In this book, Claire Conceison has reported detailed conversations with Chinese director-actor Ying Ruocheng about his family, life, and theatre experiences. Ying Ruocheng (1929–2003) was an extraordinary man for many reasons. He came from a distinguished family and was famous as a theatre director and stage and film actor. Nobody who saw him in films such as the English-language The Last Emperor (1987) directed by Bernardo Bertolucci, or on the Beijing stage as Willy Loman in his own translation of Death of a Salesman (1983) will dispute Ying's remarkable acting and linguistic talents. He was also an academic, holding visiting professorships in several American universities between 1982 and 1993, and a political figure serving as vice minister of culture from 1986 to 1990. He was imprisoned for political reasons during the Cultural Revolution from 1968 to 1971. He was a Manchu and a Catholic. Although he lived the great majority of his life in China, he knew the West well and straddled the two civilizations. His English was hardly different from a native speaker's. Because there is so much about his important family, his autobiography is in a very real sense the history of twentieth-century China.

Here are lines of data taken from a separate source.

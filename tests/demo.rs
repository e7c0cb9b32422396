use assert_cmd::Command;
use predicates::prelude::*;

fn cargo_bin() -> Command { Command::cargo_bin("bf-tape").unwrap() }

#[test]
fn demo_prints_program_without_dump() {
    cargo_bin()
        .arg("demo")
        .assert()
        .success()
        .stdout("program  = +++>++<[->+<]\n");
}

#[test]
fn demo_dump_shows_transfer_result() {
    for flag in ["--dump", "-d"] {
        cargo_bin()
            .args(["demo", flag])
            .assert()
            .success()
            .stdout(
                predicate::str::contains("program  = +++>++<[->+<]")
                    .and(predicate::str::contains("index    = |  0|  1|"))
                    .and(predicate::str::contains("data     = |  0|  5|"))
                    .and(predicate::str::contains("pointer  =    ^")),
            );
    }
}

#[test]
fn demo_help_exits_zero() {
    cargo_bin()
        .args(["demo", "--help"])
        .assert()
        .success()
        .stderr(predicate::str::contains("built-in transfer program"));
}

The first chapter of the book is the introduction by Claire Conceison. She comments on Ying and how she approached eliciting his autobiography. After that, there are three parts. The first focuses on Ying's life in prison during the Cultural Revolution and the surrounding circumstances. The second [End Page 363] part addresses his life before the CCP came to power and details his family, especially his grandfather and father. The third part focuses on Ying's professional life and cultural diplomacy, especially his bringing Arthur Miller's Death of a Salesman to Beijing. For readers of this journal, it is the last part on theatre that will likely be most interesting.

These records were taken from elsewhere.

//! Post-run tape dump.
//!
//! Renders the cells `0..=high_water` of a halted machine as three aligned
//! lines: an index ruler, the cell values, and a caret under the cursor.
//!
//! ```text
//! index    = |  0|  1|
//! data     = |  0|  5|
//! pointer  =    ^
//! ```

use std::fmt::Write;

use crate::machine::Machine;

const CELL_WIDTH: usize = 4;

/// Render the visited part of the tape.
pub fn render(machine: &Machine) -> String {
    let visible = &machine.tape()[..=machine.high_water()];
    let mut out = String::new();

    out.push_str("index    = ");
    for i in 0..visible.len() {
        let _ = write!(out, "|{i:>3}");
    }
    out.push_str("|\n");

    out.push_str("data     = ");
    for cell in visible {
        let _ = write!(out, "|{cell:>3}");
    }
    out.push_str("|\n");

    // Caret sits under the last digit column of the cursor's cell.
    out.push_str("pointer  = ");
    out.push_str(&" ".repeat(machine.cursor() * CELL_WIDTH + CELL_WIDTH - 1));
    out.push_str("^\n");

    out
}

#[cfg(test)]
mod tests {
    use super::*;

    #[test]
    fn fresh_machine_shows_one_cell() {
        let m = Machine::new(4);
        assert_eq!(
            render(&m),
            "index    = |  0|\ndata     = |  0|\npointer  =    ^\n"
        );
    }

    #[test]
    fn caret_follows_cursor_within_high_water() {
        let mut m = Machine::new(4);
        m.move_right().unwrap();
        m.move_right().unwrap();
        m.increment();
        m.move_left().unwrap();
        let lines: Vec<String> = render(&m).lines().map(str::to_string).collect();
        assert_eq!(lines[0], "index    = |  0|  1|  2|");
        assert_eq!(lines[1], "data     = |  0|  0|  1|");
        let caret = lines[2].find('^').unwrap();
        assert_eq!(&lines[0][caret..=caret], "1");
    }

    #[test]
    fn wide_values_stay_aligned() {
        let mut m = Machine::new(2);
        m.decrement();
        let dump = render(&m);
        assert!(dump.contains("data     = |255|"));
    }
}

What came through this book for me was portrait of a passionate and deeply learned man. Though he never went out of his way to offend, he certainly had deep principles and did not mind expressing them in ways that sometimes annoyed people with the power to harm him deeply. Though primarily an artist, he became deeply involved in the politics of his time. His character comes through in what he says, especially concerning his loves. These include his love for his wife, Wu Shiliang, who looms very large in the book, for the theatre, and for China. But I was also impressed with the comments he makes about his Catholic religion and his Manchu ethnicity. His Catholicism did not impinge much on his life in the theatre, but was highly relevant to his career in other ways. His Manchu ethnicity was important for his career both inside and outside the theatre.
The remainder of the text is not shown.